• [Task description]: The expected output is every entry, repeated exactly.

• [Listed entries]:
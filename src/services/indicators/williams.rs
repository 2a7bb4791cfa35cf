//! Williams %R indicator.

use crate::error::Result;
use crate::services::indicators::{ensure_periods, Indicator};
use crate::services::rolling;
use crate::types::{Bar, IndicatorCategory, IndicatorOutput};

/// Williams %R: -100 * (highest high - close) / (highest high - lowest low).
///
/// Ranges from -100 (at the low) to 0 (at the high).
pub struct WilliamsR {
    period: usize,
}

impl Default for WilliamsR {
    fn default() -> Self {
        Self { period: 14 }
    }
}

impl Indicator for WilliamsR {
    fn id(&self) -> &str {
        "williams_r"
    }

    fn name(&self) -> &str {
        "Williams %R (14)"
    }

    fn category(&self) -> IndicatorCategory {
        IndicatorCategory::Momentum
    }

    fn min_periods(&self) -> usize {
        self.period
    }

    fn calculate(&self, bars: &[Bar]) -> Result<IndicatorOutput> {
        ensure_periods(bars, self.min_periods())?;

        let window = rolling::tail(bars, self.period);
        let hh = rolling::max(&rolling::highs(window));
        let ll = rolling::min(&rolling::lows(window));
        let close = bars[bars.len() - 1].close;

        let value = match (hh, ll) {
            (Some(hh), Some(ll)) => rolling::safe_div(hh - close, hh - ll).map(|r| -100.0 * r),
            _ => None,
        };

        Ok(IndicatorOutput::new().value("williams_r", value))
    }
}
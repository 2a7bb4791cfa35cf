use serde::{Deserialize, Serialize};

/// RSI extremity bucket.
#[derive(Debug, Clone, Copy, PartialEq, Eq, Serialize, Deserialize)]
#[serde(rename_all = "SCREAMING_SNAKE_CASE")]
pub enum RsiRisk {
    ExtremeOverbought,
    Overbought,
    Neutral,
    Oversold,
    ExtremeOversold,
}

impl RsiRisk {
    pub fn from_rsi(rsi: f64) -> Self {
        if rsi > 80.0 {
            RsiRisk::ExtremeOverbought
        } else if rsi > 70.0 {
            RsiRisk::Overbought
        } else if rsi < 20.0 {
            RsiRisk::ExtremeOversold
        } else if rsi < 30.0 {
            RsiRisk::Oversold
        } else {
            RsiRisk::Neutral
        }
    }

    pub fn is_extreme(&self) -> bool {
        matches!(self, RsiRisk::ExtremeOverbought | RsiRisk::ExtremeOversold)
    }
}

/// ADX trend strength bucket.
#[derive(Debug, Clone, Copy, PartialEq, Eq, Serialize, Deserialize)]
#[serde(rename_all = "SCREAMING_SNAKE_CASE")]
pub enum TrendStrength {
    VeryStrong,
    Strong,
    Moderate,
    Weak,
}

impl TrendStrength {
    pub fn from_adx(adx: f64) -> Self {
        if adx > 50.0 {
            TrendStrength::VeryStrong
        } else if adx > 25.0 {
            TrendStrength::Strong
        } else if adx > 20.0 {
            TrendStrength::Moderate
        } else {
            TrendStrength::Weak
        }
    }
}

/// Ordering of price against its moving averages.
#[derive(Debug, Clone, Copy, PartialEq, Eq, Serialize, Deserialize)]
#[serde(rename_all = "SCREAMING_SNAKE_CASE")]
pub enum MaAlignment {
    Bullish,
    Bearish,
    Mixed,
}

/// Annualized volatility regime.
#[derive(Debug, Clone, Copy, PartialEq, Eq, Serialize, Deserialize)]
#[serde(rename_all = "SCREAMING_SNAKE_CASE")]
pub enum VolatilityRegime {
    Low,
    Moderate,
    High,
    Extreme,
}

impl VolatilityRegime {
    pub fn from_volatility(hv: f64) -> Self {
        if hv > 50.0 {
            VolatilityRegime::Extreme
        } else if hv > 35.0 {
            VolatilityRegime::High
        } else if hv > 20.0 {
            VolatilityRegime::Moderate
        } else {
            VolatilityRegime::Low
        }
    }
}

/// Severity of the current drawdown.
#[derive(Debug, Clone, Copy, PartialEq, Eq, Serialize, Deserialize)]
#[serde(rename_all = "SCREAMING_SNAKE_CASE")]
pub enum DrawdownStatus {
    Normal,
    Moderate,
    High,
    Severe,
}

impl DrawdownStatus {
    pub fn from_drawdown(current_drawdown: f64) -> Self {
        if current_drawdown < -20.0 {
            DrawdownStatus::Severe
        } else if current_drawdown < -10.0 {
            DrawdownStatus::High
        } else if current_drawdown < -5.0 {
            DrawdownStatus::Moderate
        } else {
            DrawdownStatus::Normal
        }
    }
}

/// Five-level risk classification.
#[derive(Debug, Clone, Copy, PartialEq, Eq, Serialize, Deserialize)]
#[serde(rename_all = "SCREAMING_SNAKE_CASE")]
pub enum RiskLevel {
    VeryLow,
    Low,
    Moderate,
    High,
    VeryHigh,
}

impl RiskLevel {
    /// Create a level from an overall risk score (0-100).
    pub fn from_score(score: u8) -> Self {
        match score {
            s if s >= 70 => RiskLevel::VeryHigh,
            s if s >= 50 => RiskLevel::High,
            s if s >= 30 => RiskLevel::Moderate,
            s if s >= 15 => RiskLevel::Low,
            _ => RiskLevel::VeryLow,
        }
    }

    /// Get display label.
    pub fn label(&self) -> &'static str {
        match self {
            RiskLevel::VeryLow => "Very Low",
            RiskLevel::Low => "Low",
            RiskLevel::Moderate => "Moderate",
            RiskLevel::High => "High",
            RiskLevel::VeryHigh => "Very High",
        }
    }
}

/// Volatility, drawdown, liquidity and level-distance metrics for one series.
///
/// Metrics whose inputs are unavailable are None.
#[derive(Debug, Clone, PartialEq, Serialize, Deserialize)]
#[serde(rename_all = "camelCase")]
pub struct RiskMetrics {
    pub historical_volatility_20d: Option<f64>,
    pub atr_percentage: Option<f64>,
    pub bb_width_percentage: Option<f64>,
    /// Largest peak-to-trough decline, as a non-positive percentage.
    pub max_drawdown: Option<f64>,
    /// Decline from the running peak to the latest close, as a non-positive percentage.
    pub current_drawdown: Option<f64>,
    pub rsi_risk: Option<RsiRisk>,
    pub trend_strength: Option<TrendStrength>,
    pub average_volume_20d: Option<f64>,
    /// Coefficient of variation of the last 20 volumes, in percent.
    pub volume_volatility: Option<f64>,
    pub relative_volume: Option<f64>,
    pub price_range_20d: Option<f64>,
    /// Position of the close within the 20-bar range (0 = low, 1 = high).
    pub price_position: Option<f64>,
    /// Open-to-previous-close gap, in percent.
    pub gap_percentage: Option<f64>,
    pub distance_to_support_pct: Option<f64>,
    pub distance_to_resistance_pct: Option<f64>,
    pub ma_alignment: Option<MaAlignment>,
    pub volatility_regime: Option<VolatilityRegime>,
    pub drawdown_status: Option<DrawdownStatus>,
    pub overall_risk_score: u8,
    pub risk_level: RiskLevel,
}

• [Answer box]:
filename src/services/indicators/williams.rs
repository 2a7bb4791cfa35cf
//! Williams %R indicator.

use crate::error::Result;
use crate::services::indicators::{ensure_periods, Indicator};
use crate::services::rolling;
use crate::types::{Bar, IndicatorCategory, IndicatorOutput};

/// Williams %R: -100 * (highest high - close) / (highest high - lowest low).
///
/// Ranges from -100 (at the low) to 0 (at the high).
pub struct WilliamsR {
    period: usize,
}

impl Default for WilliamsR {
    fn default() -> Self {
        Self { period: 14 }
    }
}

impl Indicator for WilliamsR {
    fn id(&self) -> &str {
        "williams_r"
    }

    fn name(&self) -> &str {
        "Williams %R (14)"
    }

    fn category(&self) -> IndicatorCategory {
        IndicatorCategory::Momentum
    }

    fn min_periods(&self) -> usize {
        self.period
    }

    fn calculate(&self, bars: &[Bar]) -> Result<IndicatorOutput> {
        ensure_periods(bars, self.min_periods())?;

        let window = rolling::tail(bars, self.period);
        let hh = rolling::max(&rolling::highs(window));
        let ll = rolling::min(&rolling::lows(window));
        let close = bars[bars.len() - 1].close;

        let value = match (hh, ll) {
            (Some(hh), Some(ll)) => rolling::safe_div(hh - close, hh - ll).map(|r| -100.0 * r),
            _ => None,
        };

        Ok(IndicatorOutput::new().value("williams_r", value))
    }
}
repository 2a7bb4791cfa35cf
use serde::{Deserialize, Serialize};

/// RSI extremity bucket.
#[derive(Debug, Clone, Copy, PartialEq, Eq, Serialize, Deserialize)]
#[serde(rename_all = "SCREAMING_SNAKE_CASE")]
pub enum RsiRisk {
    ExtremeOverbought,
    Overbought,
    Neutral,
    Oversold,
    ExtremeOversold,
}

impl RsiRisk {
    pub fn from_rsi(rsi: f64) -> Self {
        if rsi > 80.0 {
            RsiRisk::ExtremeOverbought
        } else if rsi > 70.0 {
            RsiRisk::Overbought
        } else if rsi < 20.0 {
            RsiRisk::ExtremeOversold
        } else if rsi < 30.0 {
            RsiRisk::Oversold
        } else {
            RsiRisk::Neutral
        }
    }

    pub fn is_extreme(&self) -> bool {
        matches!(self, RsiRisk::ExtremeOverbought | RsiRisk::ExtremeOversold)
    }
}

/// ADX trend strength bucket.
#[derive(Debug, Clone, Copy, PartialEq, Eq, Serialize, Deserialize)]
#[serde(rename_all = "SCREAMING_SNAKE_CASE")]
pub enum TrendStrength {
    VeryStrong,
    Strong,
    Moderate,
    Weak,
}

impl TrendStrength {
    pub fn from_adx(adx: f64) -> Self {
        if adx > 50.0 {
            TrendStrength::VeryStrong
        } else if adx > 25.0 {
            TrendStrength::Strong
        } else if adx > 20.0 {
            TrendStrength::Moderate
        } else {
            TrendStrength::Weak
        }
    }
}

/// Ordering of price against its moving averages.
#[derive(Debug, Clone, Copy, PartialEq, Eq, Serialize, Deserialize)]
#[serde(rename_all = "SCREAMING_SNAKE_CASE")]
pub enum MaAlignment {
    Bullish,
    Bearish,
    Mixed,
}

/// Annualized volatility regime.
#[derive(Debug, Clone, Copy, PartialEq, Eq, Serialize, Deserialize)]
#[serde(rename_all = "SCREAMING_SNAKE_CASE")]
pub enum VolatilityRegime {
    Low,
    Moderate,
    High,
    Extreme,
}

impl VolatilityRegime {
    pub fn from_volatility(hv: f64) -> Self {
        if hv > 50.0 {
            VolatilityRegime::Extreme
        } else if hv > 35.0 {
            VolatilityRegime::High
        } else if hv > 20.0 {
            VolatilityRegime::Moderate
        } else {
            VolatilityRegime::Low
        }
    }
}

/// Severity of the current drawdown.
#[derive(Debug, Clone, Copy, PartialEq, Eq, Serialize, Deserialize)]
#[serde(rename_all = "SCREAMING_SNAKE_CASE")]
pub enum DrawdownStatus {
    Normal,
    Moderate,
    High,
    Severe,
}

impl DrawdownStatus {
    pub fn from_drawdown(current_drawdown: f64) -> Self {
        if current_drawdown < -20.0 {
            DrawdownStatus::Severe
        } else if current_drawdown < -10.0 {
            DrawdownStatus::High
        } else if current_drawdown < -5.0 {
            DrawdownStatus::Moderate
        } else {
            DrawdownStatus::Normal
        }
    }
}

/// Five-level risk classification.
#[derive(Debug, Clone, Copy, PartialEq, Eq, Serialize, Deserialize)]
#[serde(rename_all = "SCREAMING_SNAKE_CASE")]
pub enum RiskLevel {
    VeryLow,
    Low,
    Moderate,
    High,
    VeryHigh,
}

impl RiskLevel {
    /// Create a level from an overall risk score (0-100).
    pub fn from_score(score: u8) -> Self {
        match score {
            s if s >= 70 => RiskLevel::VeryHigh,
            s if s >= 50 => RiskLevel::High,
            s if s >= 30 => RiskLevel::Moderate,
            s if s >= 15 => RiskLevel::Low,
            _ => RiskLevel::VeryLow,
        }
    }

    /// Get display label.
    pub fn label(&self) -> &'static str {
        match self {
            RiskLevel::VeryLow => "Very Low",
            RiskLevel::Low => "Low",
            RiskLevel::Moderate => "Moderate",
            RiskLevel::High => "High",
            RiskLevel::VeryHigh => "Very High",
        }
    }
}

/// Volatility, drawdown, liquidity and level-distance metrics for one series.
///
/// Metrics whose inputs are unavailable are None.
#[derive(Debug, Clone, PartialEq, Serialize, Deserialize)]
#[serde(rename_all = "camelCase")]
pub struct RiskMetrics {
    pub historical_volatility_20d: Option<f64>,
    pub atr_percentage: Option<f64>,
    pub bb_width_percentage: Option<f64>,
    /// Largest peak-to-trough decline, as a non-positive percentage.
    pub max_drawdown: Option<f64>,
    /// Decline from the running peak to the latest close, as a non-positive percentage.
    pub current_drawdown: Option<f64>,
    pub rsi_risk: Option<RsiRisk>,
    pub trend_strength: Option<TrendStrength>,
    pub average_volume_20d: Option<f64>,
    /// Coefficient of variation of the last 20 volumes, in percent.
    pub volume_volatility: Option<f64>,
    pub relative_volume: Option<f64>,
    pub price_range_20d: Option<f64>,
    /// Position of the close within the 20-bar range (0 = low, 1 = high).
    pub price_position: Option<f64>,
    /// Open-to-previous-close gap, in percent.
    pub gap_percentage: Option<f64>,
    pub distance_to_support_pct: Option<f64>,
    pub distance_to_resistance_pct: Option<f64>,
    pub ma_alignment: Option<MaAlignment>,
    pub volatility_regime: Option<VolatilityRegime>,
    pub drawdown_status: Option<DrawdownStatus>,
    pub overall_risk_score: u8,
    pub risk_level: RiskLevel,
}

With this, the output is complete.